Source data
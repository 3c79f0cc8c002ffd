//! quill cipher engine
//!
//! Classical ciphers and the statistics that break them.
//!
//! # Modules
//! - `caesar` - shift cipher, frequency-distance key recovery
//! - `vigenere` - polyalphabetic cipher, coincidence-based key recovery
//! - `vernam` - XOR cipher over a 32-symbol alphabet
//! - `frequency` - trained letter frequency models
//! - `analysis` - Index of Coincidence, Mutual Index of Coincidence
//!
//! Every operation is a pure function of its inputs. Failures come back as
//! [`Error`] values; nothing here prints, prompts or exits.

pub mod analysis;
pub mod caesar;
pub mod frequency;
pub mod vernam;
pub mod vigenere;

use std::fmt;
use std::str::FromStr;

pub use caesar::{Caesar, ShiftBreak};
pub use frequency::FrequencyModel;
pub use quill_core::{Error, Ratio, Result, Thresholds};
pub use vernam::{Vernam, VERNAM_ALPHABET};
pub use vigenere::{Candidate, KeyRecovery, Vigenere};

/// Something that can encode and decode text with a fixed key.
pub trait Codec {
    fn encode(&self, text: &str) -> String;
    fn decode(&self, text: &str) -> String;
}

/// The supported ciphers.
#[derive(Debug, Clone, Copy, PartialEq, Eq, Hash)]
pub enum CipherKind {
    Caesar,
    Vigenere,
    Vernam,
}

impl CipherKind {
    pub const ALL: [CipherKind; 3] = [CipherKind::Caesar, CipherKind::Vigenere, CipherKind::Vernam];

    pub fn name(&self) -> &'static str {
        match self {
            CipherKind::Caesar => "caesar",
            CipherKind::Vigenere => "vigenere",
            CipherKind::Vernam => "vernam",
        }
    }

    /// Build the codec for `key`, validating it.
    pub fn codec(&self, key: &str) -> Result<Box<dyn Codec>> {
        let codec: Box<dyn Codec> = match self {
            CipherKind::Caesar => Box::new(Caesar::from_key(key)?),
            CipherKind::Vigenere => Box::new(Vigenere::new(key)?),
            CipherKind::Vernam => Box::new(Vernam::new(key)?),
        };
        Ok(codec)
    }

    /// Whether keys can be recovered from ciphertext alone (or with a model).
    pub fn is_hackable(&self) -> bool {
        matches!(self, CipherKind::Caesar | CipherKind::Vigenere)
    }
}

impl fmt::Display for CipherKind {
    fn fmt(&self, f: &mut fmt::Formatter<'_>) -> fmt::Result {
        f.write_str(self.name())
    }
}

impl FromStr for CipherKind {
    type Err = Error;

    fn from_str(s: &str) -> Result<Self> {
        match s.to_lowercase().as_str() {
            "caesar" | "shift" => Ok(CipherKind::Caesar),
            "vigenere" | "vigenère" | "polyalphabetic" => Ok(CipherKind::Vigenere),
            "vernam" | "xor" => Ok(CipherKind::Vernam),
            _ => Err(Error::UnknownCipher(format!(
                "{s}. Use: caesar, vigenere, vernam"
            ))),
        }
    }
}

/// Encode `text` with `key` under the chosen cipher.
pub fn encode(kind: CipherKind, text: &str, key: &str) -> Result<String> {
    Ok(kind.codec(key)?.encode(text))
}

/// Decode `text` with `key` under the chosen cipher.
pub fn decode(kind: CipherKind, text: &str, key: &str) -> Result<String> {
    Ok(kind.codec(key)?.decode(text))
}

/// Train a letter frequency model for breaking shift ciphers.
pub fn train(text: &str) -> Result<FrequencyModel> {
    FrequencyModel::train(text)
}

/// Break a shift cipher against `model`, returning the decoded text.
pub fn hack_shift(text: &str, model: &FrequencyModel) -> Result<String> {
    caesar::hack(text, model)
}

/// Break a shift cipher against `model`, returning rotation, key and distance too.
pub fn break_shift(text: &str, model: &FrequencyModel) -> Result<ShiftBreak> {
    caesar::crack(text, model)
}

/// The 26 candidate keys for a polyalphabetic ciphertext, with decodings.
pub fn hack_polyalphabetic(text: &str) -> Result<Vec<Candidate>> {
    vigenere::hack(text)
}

*Your task*:
Copy the lines above, please. Keep them exact.

*Reply*:
repository 3c79f0cc8c002ffd
//! quill cipher engine
//!
//! Classical ciphers and the statistics that break them.
//!
//! # Modules
//! - `caesar` - shift cipher, frequency-distance key recovery
//! - `vigenere` - polyalphabetic cipher, coincidence-based key recovery
//! - `vernam` - XOR cipher over a 32-symbol alphabet
//! - `frequency` - trained letter frequency models
//! - `analysis` - Index of Coincidence, Mutual Index of Coincidence
//!
//! Every operation is a pure function of its inputs. Failures come back as
//! [`Error`] values; nothing here prints, prompts or exits.

pub mod analysis;
pub mod caesar;
pub mod frequency;
pub mod vernam;
pub mod vigenere;

use std::fmt;
use std::str::FromStr;

pub use caesar::{Caesar, ShiftBreak};
pub use frequency::FrequencyModel;
pub use quill_core::{Error, Ratio, Result, Thresholds};
pub use vernam::{Vernam, VERNAM_ALPHABET};
pub use vigenere::{Candidate, KeyRecovery, Vigenere};

/// Something that can encode and decode text with a fixed key.
pub trait Codec {
    fn encode(&self, text: &str) -> String;
    fn decode(&self, text: &str) -> String;
}

/// The supported ciphers.
#[derive(Debug, Clone, Copy, PartialEq, Eq, Hash)]
pub enum CipherKind {
    Caesar,
    Vigenere,
    Vernam,
}

impl CipherKind {
    pub const ALL: [CipherKind; 3] = [CipherKind::Caesar, CipherKind::Vigenere, CipherKind::Vernam];

    pub fn name(&self) -> &'static str {
        match self {
            CipherKind::Caesar => "caesar",
            CipherKind::Vigenere => "vigenere",
            CipherKind::Vernam => "vernam",
        }
    }

    /// Build the codec for `key`, validating it.
    pub fn codec(&self, key: &str) -> Result<Box<dyn Codec>> {
        let codec: Box<dyn Codec> = match self {
            CipherKind::Caesar => Box::new(Caesar::from_key(key)?),
            CipherKind::Vigenere => Box::new(Vigenere::new(key)?),
            CipherKind::Vernam => Box::new(Vernam::new(key)?),
        };
        Ok(codec)
    }

    /// Whether keys can be recovered from ciphertext alone (or with a model).
    pub fn is_hackable(&self) -> bool {
        matches!(self, CipherKind::Caesar | CipherKind::Vigenere)
    }
}

impl fmt::Display for CipherKind {
    fn fmt(&self, f: &mut fmt::Formatter<'_>) -> fmt::Result {
        f.write_str(self.name())
    }
}

impl FromStr for CipherKind {
    type Err = Error;

    fn from_str(s: &str) -> Result<Self> {
        match s.to_lowercase().as_str() {
            "caesar" | "shift" => Ok(CipherKind::Caesar),
            "vigenere" | "vigenère" | "polyalphabetic" => Ok(CipherKind::Vigenere),
            "vernam" | "xor" => Ok(CipherKind::Vernam),
            _ => Err(Error::UnknownCipher(format!(
                "{s}. Use: caesar, vigenere, vernam"
            ))),
        }
    }
}

/// Encode `text` with `key` under the chosen cipher.
pub fn encode(kind: CipherKind, text: &str, key: &str) -> Result<String> {
    Ok(kind.codec(key)?.encode(text))
}

/// Decode `text` with `key` under the chosen cipher.
pub fn decode(kind: CipherKind, text: &str, key: &str) -> Result<String> {
    Ok(kind.codec(key)?.decode(text))
}

/// Train a letter frequency model for breaking shift ciphers.
pub fn train(text: &str) -> Result<FrequencyModel> {
    FrequencyModel::train(text)
}

/// Break a shift cipher against `model`, returning the decoded text.
pub fn hack_shift(text: &str, model: &FrequencyModel) -> Result<String> {
    caesar::hack(text, model)
}

/// Break a shift cipher against `model`, returning rotation, key and distance too.
pub fn break_shift(text: &str, model: &FrequencyModel) -> Result<ShiftBreak> {
    caesar::crack(text, model)
}

/// The 26 candidate keys for a polyalphabetic ciphertext, with decodings.
pub fn hack_polyalphabetic(text: &str) -> Result<Vec<Candidate>> {
    vigenere::hack(text)
}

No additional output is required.